What is needed
Where a line below holds the string "carrying", copy that line.

Source material
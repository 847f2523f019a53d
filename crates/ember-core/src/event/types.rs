// Copyright 2025 eraflo
//
// Licensed under the Apache License, Version 2.0 (the "License");
// you may not use this file except in compliance with the License.
// You may obtain a copy of the License at
//
//     http://www.apache.org/licenses/LICENSE-2.0
//
// Unless required by applicable law or agreed to in writing, software
// distributed under the License is distributed on an "AS IS" BASIS,
// WITHOUT WARRANTIES OR CONDITIONS OF ANY KIND, either express or implied.
// See the License for the specific language governing permissions and
// limitations under the License.

//! Defines the application event model: event types, payloads and input descriptors.

use std::any::Any;
use std::fmt;
use std::ops::Add;
use std::sync::Arc;

/// Identifies the category of an [`Event`].
///
/// The built-in types cover keyboard, mouse and window input. Applications derive
/// their own types by offsetting from [`EventType::USER_EVENT`]:
///
/// ```
/// use ember_core::EventType;
///
/// const SPAWN_ENEMY: EventType = EventType::user(0);
/// const LEVEL_CLEARED: EventType = EventType::user(1);
///
/// assert_eq!(EventType::USER_EVENT + 1, LEVEL_CLEARED);
/// assert_ne!(SPAWN_ENEMY, LEVEL_CLEARED);
/// ```
#[derive(Debug, Clone, Copy, PartialEq, Eq, Hash, PartialOrd, Ord, Default)]
pub struct EventType(u32);

impl EventType {
    /// The reserved "no event" sentinel. Never posted, returned by an empty poll.
    pub const NO_EVENT: Self = Self(0);
    /// A keyboard key was pressed.
    pub const KEY_DOWN: Self = Self(1);
    /// A keyboard key was released.
    pub const KEY_UP: Self = Self(2);
    /// A mouse button was pressed.
    pub const MOUSE_BUTTON_DOWN: Self = Self(3);
    /// A mouse button was released.
    pub const MOUSE_BUTTON_UP: Self = Self(4);
    /// The mouse cursor moved.
    pub const MOUSE_MOTION: Self = Self(5);
    /// The mouse wheel was scrolled.
    pub const MOUSE_WHEEL: Self = Self(6);
    /// The window was resized.
    pub const WINDOW_RESIZE: Self = Self(7);
    /// The application was asked to quit.
    pub const QUIT: Self = Self(8);
    /// The first application-defined type. Custom types are `USER_EVENT + k`.
    pub const USER_EVENT: Self = Self(9);

    /// Creates an event type from its raw numeric value.
    pub const fn from_raw(raw: u32) -> Self {
        Self(raw)
    }

    /// Returns the raw numeric value of this type.
    pub const fn raw(self) -> u32 {
        self.0
    }

    /// Returns the application-defined type at `offset` from [`EventType::USER_EVENT`].
    pub const fn user(offset: u32) -> Self {
        Self(Self::USER_EVENT.0.saturating_add(offset))
    }

    /// Returns `true` for the [`EventType::NO_EVENT`] sentinel.
    pub const fn is_none(self) -> bool {
        self.0 == Self::NO_EVENT.0
    }

    /// Returns `true` if this is an application-defined type.
    pub const fn is_user(self) -> bool {
        self.0 >= Self::USER_EVENT.0
    }

    /// Returns the offset from [`EventType::USER_EVENT`] for application-defined types.
    pub const fn user_offset(self) -> Option<u32> {
        if self.is_user() {
            Some(self.0 - Self::USER_EVENT.0)
        } else {
            None
        }
    }
}

impl Add<u32> for EventType {
    type Output = Self;

    fn add(self, rhs: u32) -> Self::Output {
        Self(self.0.saturating_add(rhs))
    }
}

impl fmt::Display for EventType {
    fn fmt(&self, f: &mut fmt::Formatter<'_>) -> fmt::Result {
        match *self {
            Self::NO_EVENT => write!(f, "NoEvent"),
            Self::KEY_DOWN => write!(f, "KeyDown"),
            Self::KEY_UP => write!(f, "KeyUp"),
            Self::MOUSE_BUTTON_DOWN => write!(f, "MouseButtonDown"),
            Self::MOUSE_BUTTON_UP => write!(f, "MouseButtonUp"),
            Self::MOUSE_MOTION => write!(f, "MouseMotion"),
            Self::MOUSE_WHEEL => write!(f, "MouseWheel"),
            Self::WINDOW_RESIZE => write!(f, "WindowResize"),
            Self::QUIT => write!(f, "Quit"),
            Self::USER_EVENT => write!(f, "UserEvent"),
            other => write!(f, "UserEvent+{}", other.0 - Self::USER_EVENT.0),
        }
    }
}

/// The set of keyboard modifiers held while a key event occurred.
#[derive(Debug, Clone, Copy, PartialEq, Eq, Hash, Default)]
pub struct Modifiers {
    bits: u8,
}

impl Modifiers {
    /// No modifier held.
    pub const NONE: Self = Self { bits: 0 };
    /// Either shift key.
    pub const SHIFT: Self = Self { bits: 1 << 0 };
    /// Either control key.
    pub const CONTROL: Self = Self { bits: 1 << 1 };
    /// Either alt/option key.
    pub const ALT: Self = Self { bits: 1 << 2 };
    /// Either super/command/windows key.
    pub const SUPER: Self = Self { bits: 1 << 3 };

    /// Creates a modifier set from raw bits.
    pub const fn from_bits(bits: u8) -> Self {
        Self { bits }
    }

    /// Returns the raw bits.
    pub const fn bits(&self) -> u8 {
        self.bits
    }

    /// Combines two modifier sets.
    pub const fn union(self, other: Self) -> Self {
        Self {
            bits: self.bits | other.bits,
        }
    }

    /// Checks if every modifier in `other` is held.
    pub const fn contains(&self, other: Self) -> bool {
        (self.bits & other.bits) == other.bits
    }

    /// Checks if no modifier is held.
    pub const fn is_empty(&self) -> bool {
        self.bits == 0
    }
}

impl std::ops::BitOr for Modifiers {
    type Output = Self;

    fn bitor(self, rhs: Self) -> Self::Output {
        self.union(rhs)
    }
}

impl std::ops::BitOrAssign for Modifiers {
    fn bitor_assign(&mut self, rhs: Self) {
        *self = self.union(rhs);
    }
}

/// A backend-agnostic mouse button.
#[derive(Debug, Clone, Copy, PartialEq, Eq, Hash)]
pub enum MouseButton {
    /// The left mouse button.
    Left,
    /// The right mouse button.
    Right,
    /// The middle mouse button.
    Middle,
    /// The back mouse button (typically on the side).
    Back,
    /// The forward mouse button (typically on the side).
    Forward,
    /// Another mouse button, identified by a numeric code.
    Other(u16),
}

impl MouseButton {
    /// Returns the conventional button index (0 = left, 1 = middle, 2 = right, ...).
    pub const fn index(self) -> u16 {
        match self {
            MouseButton::Left => 0,
            MouseButton::Middle => 1,
            MouseButton::Right => 2,
            MouseButton::Back => 3,
            MouseButton::Forward => 4,
            MouseButton::Other(id) => id,
        }
    }
}

/// An opaque, type-erased value attached to an application-defined event.
///
/// Cloning is cheap (reference counted) and two payloads compare equal only if they
/// are the same allocation.
#[derive(Clone)]
pub struct UserPayload(Arc<dyn Any + Send + Sync>);

impl UserPayload {
    /// Wraps `value` into a payload.
    pub fn new<T: Any + Send + Sync>(value: T) -> Self {
        Self(Arc::new(value))
    }

    /// Returns a reference to the inner value if it is of type `T`.
    pub fn downcast_ref<T: Any>(&self) -> Option<&T> {
        self.0.downcast_ref::<T>()
    }

    /// Returns `true` if the inner value is of type `T`.
    pub fn is<T: Any>(&self) -> bool {
        self.0.is::<T>()
    }
}

impl fmt::Debug for UserPayload {
    fn fmt(&self, f: &mut fmt::Formatter<'_>) -> fmt::Result {
        f.write_str("UserPayload(..)")
    }
}

impl PartialEq for UserPayload {
    fn eq(&self, other: &Self) -> bool {
        Arc::ptr_eq(&self.0, &other.0)
    }
}

/// The payload of an [`Event`]. Its shape depends on the event's type.
#[derive(Debug, Clone, PartialEq, Default)]
pub enum EventData {
    /// No payload.
    #[default]
    None,
    /// A keyboard key and the modifiers held at the time.
    Key {
        /// A string representation of the physical key code.
        key_code: String,
        /// The modifiers held when the key changed state.
        modifiers: Modifiers,
    },
    /// A mouse button and the cursor position when it changed state.
    MouseButton {
        /// The x-coordinate of the cursor.
        x: f32,
        /// The y-coordinate of the cursor.
        y: f32,
        /// The button that changed state.
        button: MouseButton,
    },
    /// A new cursor position.
    MouseMotion {
        /// The new x-coordinate of the cursor.
        x: f32,
        /// The new y-coordinate of the cursor.
        y: f32,
    },
    /// A wheel scroll.
    MouseWheel {
        /// The horizontal scroll delta.
        delta_x: f32,
        /// The vertical scroll delta.
        delta_y: f32,
    },
    /// The new size of the window.
    Resize {
        /// The new width in physical pixels.
        width: u32,
        /// The new height in physical pixels.
        height: u32,
    },
    /// Application-defined data.
    User {
        /// A free-form numeric code.
        code: i64,
        /// An optional opaque value.
        payload: Option<UserPayload>,
    },
}

/// A single discrete occurrence: a type and its payload.
#[derive(Debug, Clone, PartialEq, Default)]
pub struct Event {
    /// The category of this event.
    pub kind: EventType,
    /// The payload, shaped by `kind`.
    pub data: EventData,
}

impl Event {
    /// Creates an event from a type and an arbitrary payload.
    pub fn new(kind: EventType, data: EventData) -> Self {
        Self { kind, data }
    }

    /// Returns the [`EventType::NO_EVENT`] sentinel.
    pub fn none() -> Self {
        Self::default()
    }

    /// Returns `true` if this is the [`EventType::NO_EVENT`] sentinel.
    pub fn is_none(&self) -> bool {
        self.kind.is_none()
    }

    /// Creates a [`EventType::KEY_DOWN`] event.
    pub fn key_down(key_code: impl Into<String>, modifiers: Modifiers) -> Self {
        Self::new(
            EventType::KEY_DOWN,
            EventData::Key {
                key_code: key_code.into(),
                modifiers,
            },
        )
    }

    /// Creates a [`EventType::KEY_UP`] event.
    pub fn key_up(key_code: impl Into<String>, modifiers: Modifiers) -> Self {
        Self::new(
            EventType::KEY_UP,
            EventData::Key {
                key_code: key_code.into(),
                modifiers,
            },
        )
    }

    /// Creates a [`EventType::MOUSE_BUTTON_DOWN`] event.
    pub fn mouse_button_down(x: f32, y: f32, button: MouseButton) -> Self {
        Self::new(
            EventType::MOUSE_BUTTON_DOWN,
            EventData::MouseButton { x, y, button },
        )
    }

    /// Creates a [`EventType::MOUSE_BUTTON_UP`] event.
    pub fn mouse_button_up(x: f32, y: f32, button: MouseButton) -> Self {
        Self::new(
            EventType::MOUSE_BUTTON_UP,
            EventData::MouseButton { x, y, button },
        )
    }

    /// Creates a [`EventType::MOUSE_MOTION`] event.
    pub fn mouse_motion(x: f32, y: f32) -> Self {
        Self::new(EventType::MOUSE_MOTION, EventData::MouseMotion { x, y })
    }

    /// Creates a [`EventType::MOUSE_WHEEL`] event.
    pub fn mouse_wheel(delta_x: f32, delta_y: f32) -> Self {
        Self::new(
            EventType::MOUSE_WHEEL,
            EventData::MouseWheel { delta_x, delta_y },
        )
    }

    /// Creates a [`EventType::WINDOW_RESIZE`] event.
    pub fn window_resize(width: u32, height: u32) -> Self {
        Self::new(EventType::WINDOW_RESIZE, EventData::Resize { width, height })
    }

    /// Creates a [`EventType::QUIT`] event.
    pub fn quit() -> Self {
        Self::new(EventType::QUIT, EventData::None)
    }

    /// Creates an application-defined event carrying a numeric code.
    pub fn user(kind: EventType, code: i64) -> Self {
        Self::new(
            kind,
            EventData::User {
                code,
                payload: None,
            },
        )
    }

    /// Creates an application-defined event carrying a numeric code and an opaque value.
    pub fn user_with_payload<T: Any + Send + Sync>(kind: EventType, code: i64, value: T) -> Self {
        Self::new(
            kind,
            EventData::User {
                code,
                payload: Some(UserPayload::new(value)),
            },
        )
    }

    /// Returns the numeric code of an application-defined event.
    pub fn user_code(&self) -> Option<i64> {
        match self.data {
            EventData::User { code, .. } => Some(code),
            _ => None,
        }
    }
}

Written reply
    /// Creates an application-defined event carrying a numeric code.
    /// Creates an application-defined event carrying a numeric code and an opaque value.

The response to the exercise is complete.